What you will do: For each line below, write it out exactly as it appears.

┌──

//! One mount of a deferred content region.

use std::any::Any;
use std::panic::AssertUnwindSafe;
use std::sync::{Arc, Mutex, PoisonError};
use std::time::Duration;

use futures::FutureExt;
use tokio::sync::watch;
use tokio::task::JoinHandle;
use tracing::{debug, info, warn};
use vantage_shared::types::MountId;

use super::error::LoadError;
use super::loader::ContentLoader;
use super::types::{DisplayParams, LoadState, RenderContext, View};

/// Sender half of a mount's state channel. Emptied by whichever of
/// settle or unmount gets there first.
type Slot<T> = Arc<Mutex<Option<watch::Sender<LoadState<T>>>>>;

/// Shows a placeholder, loads the content unit on first render, then swaps.
///
/// Each value is one mount: the loader runs at most once, the state moves
/// `Pending -> Ready | Failed` exactly once, and dropping the value aborts
/// an in-flight load without publishing its result.
pub struct DeferredContentLoader<L: ContentLoader> {
    id: MountId,
    ctx: RenderContext,
    params: DisplayParams,
    loader: Option<L>,
    slot: Slot<L::Output>,
    state: watch::Receiver<LoadState<L::Output>>,
    task: Option<JoinHandle<()>>,
    finished: bool,
}

impl<L: ContentLoader> DeferredContentLoader<L> {
    /// Mount a deferred region. Nothing is loaded until the first render.
    #[must_use]
    pub fn new(ctx: RenderContext, loader: L, params: DisplayParams) -> Self {
        let (sender, state) = watch::channel(LoadState::Pending);
        let id = MountId::new();
        debug!(mount_id = %id, class_name = ?params.class_name, "deferred content mounted");

        Self {
            id,
            ctx,
            params,
            loader: Some(loader),
            slot: Arc::new(Mutex::new(Some(sender))),
            state,
            task: None,
            finished: false,
        }
    }

    /// Identifier used in this mount's log lines.
    #[must_use]
    pub const fn mount_id(&self) -> MountId {
        self.id
    }

    /// Display parameters forwarded to every view.
    #[must_use]
    pub const fn params(&self) -> &DisplayParams {
        &self.params
    }

    /// Whether the loader has been invoked.
    #[must_use]
    pub const fn is_started(&self) -> bool {
        self.loader.is_none()
    }

    /// Snapshot of the current load state.
    #[must_use]
    pub fn state(&self) -> LoadState<L::Output> {
        self.state.borrow().clone()
    }

    /// Receiver for observers outside the owning view.
    ///
    /// Sees exactly one terminal update, or the channel closing when the
    /// view unmounts first.
    #[must_use]
    pub fn subscribe(&self) -> watch::Receiver<LoadState<L::Output>> {
        self.state.clone()
    }

    /// The view to display now. The first call starts the load and always
    /// returns the placeholder.
    pub fn render(&mut self) -> View<L::Output> {
        let view = self.ctx.project(&self.state.borrow_and_update(), &self.params);
        self.finished = view.is_terminal();
        if let Some(loader) = self.loader.take() {
            self.start(loader);
        }
        view
    }

    /// Next distinct view: the placeholder first, then the terminal view.
    ///
    /// Returns `None` once the terminal view has been handed out, whether
    /// by this method or by [`render`](Self::render). Waits
    /// indefinitely for a loader that never settles unless the context
    /// sets a timeout.
    pub async fn next_view(&mut self) -> Option<View<L::Output>> {
        if !self.is_started() {
            return Some(self.render());
        }
        if self.finished {
            return None;
        }

        self.state.changed().await.ok()?;
        let view = self.ctx.project(&self.state.borrow_and_update(), &self.params);
        self.finished = view.is_terminal();
        Some(view)
    }

    /// Tear the view down. Equivalent to dropping it.
    pub fn unmount(self) {
        drop(self);
    }

    fn start(&mut self, loader: L) {
        let id = self.id;
        let slot = Arc::clone(&self.slot);
        let timeout = self.ctx.timeout();
        debug!(mount_id = %id, ?timeout, "loading deferred content");

        let task = self.ctx.runtime().spawn(async move {
            let state = run_loader(&loader, timeout).await;
            settle(id, &slot, state);
        });
        self.task = Some(task);
    }
}

impl<L: ContentLoader> Drop for DeferredContentLoader<L> {
    fn drop(&mut self) {
        let unsettled = self
            .slot
            .lock()
            .unwrap_or_else(PoisonError::into_inner)
            .take()
            .is_some();
        if let Some(task) = self.task.take() {
            task.abort();
        }
        debug!(mount_id = %self.id, unsettled, "deferred content unmounted");
    }
}

async fn run_loader<L: ContentLoader>(
    loader: &L,
    timeout: Option<Duration>,
) -> LoadState<L::Output> {
    let guarded = AssertUnwindSafe(loader.load()).catch_unwind();
    let outcome = match timeout {
        Some(limit) => match tokio::time::timeout(limit, guarded).await {
            Ok(outcome) => outcome,
            Err(_) => {
                let after_ms = u64::try_from(limit.as_millis()).unwrap_or(u64::MAX);
                return LoadState::Failed(LoadError::TimedOut { after_ms });
            }
        },
        None => guarded.await,
    };

    match outcome {
        Ok(Ok(unit)) => LoadState::Ready(Arc::new(unit)),
        Ok(Err(error)) => LoadState::Failed(error),
        Err(payload) => LoadState::Failed(LoadError::Panicked(panic_message(&*payload))),
    }
}

/// Publish the terminal state unless the view already unmounted.
///
/// The send happens under the slot lock so it cannot interleave with
/// `Drop` emptying the slot.
fn settle<T>(id: MountId, slot: &Mutex<Option<watch::Sender<LoadState<T>>>>, state: LoadState<T>) {
    let mut guard = slot.lock().unwrap_or_else(PoisonError::into_inner);
    let Some(sender) = guard.take() else {
        debug!(mount_id = %id, "view unmounted before load settled, discarding result");
        return;
    };

    match &state {
        LoadState::Ready(_) => info!(mount_id = %id, "deferred content ready"),
        LoadState::Failed(error) => {
            warn!(mount_id = %id, code = error.code(), error = %error, "deferred content failed");
        }
        LoadState::Pending => {}
    }
    sender.send_replace(state);
}

fn panic_message(payload: &(dyn Any + Send)) -> String {
    payload
        .downcast_ref::<&str>()
        .map(|msg| (*msg).to_string())
        .or_else(|| payload.downcast_ref::<String>().cloned())
        .unwrap_or_else(|| "loader panicked".to_string())
}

└──

Written solution:
//! One mount of a deferred content region.

use std::any::Any;
use std::panic::AssertUnwindSafe;
use std::sync::{Arc, Mutex, PoisonError};
use std::time::Duration;

use futures::FutureExt;
use tokio::sync::watch;
use tokio::task::JoinHandle;
use tracing::{debug, info, warn};
use vantage_shared::types::MountId;

use super::error::LoadError;
use super::loader::ContentLoader;
use super::types::{DisplayParams, LoadState, RenderContext, View};

/// Sender half of a mount's state channel. Emptied by whichever of
/// settle or unmount gets there first.
type Slot<T> = Arc<Mutex<Option<watch::Sender<LoadState<T>>>>>;

/// Shows a placeholder, loads the content unit on first render, then swaps.
///
/// Each value is one mount: the loader runs at most once, the state moves
/// `Pending -> Ready | Failed` exactly once, and dropping the value aborts
/// an in-flight load without publishing its result.
pub struct DeferredContentLoader<L: ContentLoader> {
    id: MountId,
    ctx: RenderContext,
    params: DisplayParams,
    loader: Option<L>,
    slot: Slot<L::Output>,
    state: watch::Receiver<LoadState<L::Output>>,
    task: Option<JoinHandle<()>>,
    finished: bool,
}

impl<L: ContentLoader> DeferredContentLoader<L> {
    /// Mount a deferred region. Nothing is loaded until the first render.
    #[must_use]
    pub fn new(ctx: RenderContext, loader: L, params: DisplayParams) -> Self {
        let (sender, state) = watch::channel(LoadState::Pending);
        let id = MountId::new();
        debug!(mount_id = %id, class_name = ?params.class_name, "deferred content mounted");

        Self {
            id,
            ctx,
            params,
            loader: Some(loader),
            slot: Arc::new(Mutex::new(Some(sender))),
            state,
            task: None,
            finished: false,
        }
    }

    /// Identifier used in this mount's log lines.
    #[must_use]
    pub const fn mount_id(&self) -> MountId {
        self.id
    }

    /// Display parameters forwarded to every view.
    #[must_use]
    pub const fn params(&self) -> &DisplayParams {
        &self.params
    }

    /// Whether the loader has been invoked.
    #[must_use]
    pub const fn is_started(&self) -> bool {
        self.loader.is_none()
    }

    /// Snapshot of the current load state.
    #[must_use]
    pub fn state(&self) -> LoadState<L::Output> {
        self.state.borrow().clone()
    }

    /// Receiver for observers outside the owning view.
    ///
    /// Sees exactly one terminal update, or the channel closing when the
    /// view unmounts first.
    #[must_use]
    pub fn subscribe(&self) -> watch::Receiver<LoadState<L::Output>> {
        self.state.clone()
    }

    /// The view to display now. The first call starts the load and always
    /// returns the placeholder.
    pub fn render(&mut self) -> View<L::Output> {
        let view = self.ctx.project(&self.state.borrow_and_update(), &self.params);
        self.finished = view.is_terminal();
        if let Some(loader) = self.loader.take() {
            self.start(loader);
        }
        view
    }

    /// Next distinct view: the placeholder first, then the terminal view.
    ///
    /// Returns `None` once the terminal view has been handed out, whether
    /// by this method or by [`render`](Self::render). Waits
    /// indefinitely for a loader that never settles unless the context
    /// sets a timeout.
    pub async fn next_view(&mut self) -> Option<View<L::Output>> {
        if !self.is_started() {
            return Some(self.render());
        }
        if self.finished {
            return None;
        }

        self.state.changed().await.ok()?;
        let view = self.ctx.project(&self.state.borrow_and_update(), &self.params);
        self.finished = view.is_terminal();
        Some(view)
    }

    /// Tear the view down. Equivalent to dropping it.
    pub fn unmount(self) {
        drop(self);
    }

    fn start(&mut self, loader: L) {
        let id = self.id;
        let slot = Arc::clone(&self.slot);
        let timeout = self.ctx.timeout();
        debug!(mount_id = %id, ?timeout, "loading deferred content");

        let task = self.ctx.runtime().spawn(async move {
            let state = run_loader(&loader, timeout).await;
            settle(id, &slot, state);
        });
        self.task = Some(task);
    }
}

impl<L: ContentLoader> Drop for DeferredContentLoader<L> {
    fn drop(&mut self) {
        let unsettled = self
            .slot
            .lock()
            .unwrap_or_else(PoisonError::into_inner)
            .take()
            .is_some();
        if let Some(task) = self.task.take() {
            task.abort();
        }
        debug!(mount_id = %self.id, unsettled, "deferred content unmounted");
    }
}

async fn run_loader<L: ContentLoader>(
    loader: &L,
    timeout: Option<Duration>,
) -> LoadState<L::Output> {
    let guarded = AssertUnwindSafe(loader.load()).catch_unwind();
    let outcome = match timeout {
        Some(limit) => match tokio::time::timeout(limit, guarded).await {
            Ok(outcome) => outcome,
            Err(_) => {
                let after_ms = u64::try_from(limit.as_millis()).unwrap_or(u64::MAX);
                return LoadState::Failed(LoadError::TimedOut { after_ms });
            }
        },
        None => guarded.await,
    };

    match outcome {
        Ok(Ok(unit)) => LoadState::Ready(Arc::new(unit)),
        Ok(Err(error)) => LoadState::Failed(error),
        Err(payload) => LoadState::Failed(LoadError::Panicked(panic_message(&*payload))),
    }
}

/// Publish the terminal state unless the view already unmounted.
///
/// The send happens under the slot lock so it cannot interleave with
/// `Drop` emptying the slot.
fn settle<T>(id: MountId, slot: &Mutex<Option<watch::Sender<LoadState<T>>>>, state: LoadState<T>) {
    let mut guard = slot.lock().unwrap_or_else(PoisonError::into_inner);
    let Some(sender) = guard.take() else {
        debug!(mount_id = %id, "view unmounted before load settled, discarding result");
        return;
    };

    match &state {
        LoadState::Ready(_) => info!(mount_id = %id, "deferred content ready"),
        LoadState::Failed(error) => {
            warn!(mount_id = %id, code = error.code(), error = %error, "deferred content failed");
        }
        LoadState::Pending => {}
    }
    sender.send_replace(state);
}

fn panic_message(payload: &(dyn Any + Send)) -> String {
    payload
        .downcast_ref::<&str>()
        .map(|msg| (*msg).to_string())
        .or_else(|| payload.downcast_ref::<String>().cloned())
        .unwrap_or_else(|| "loader panicked".to_string())
}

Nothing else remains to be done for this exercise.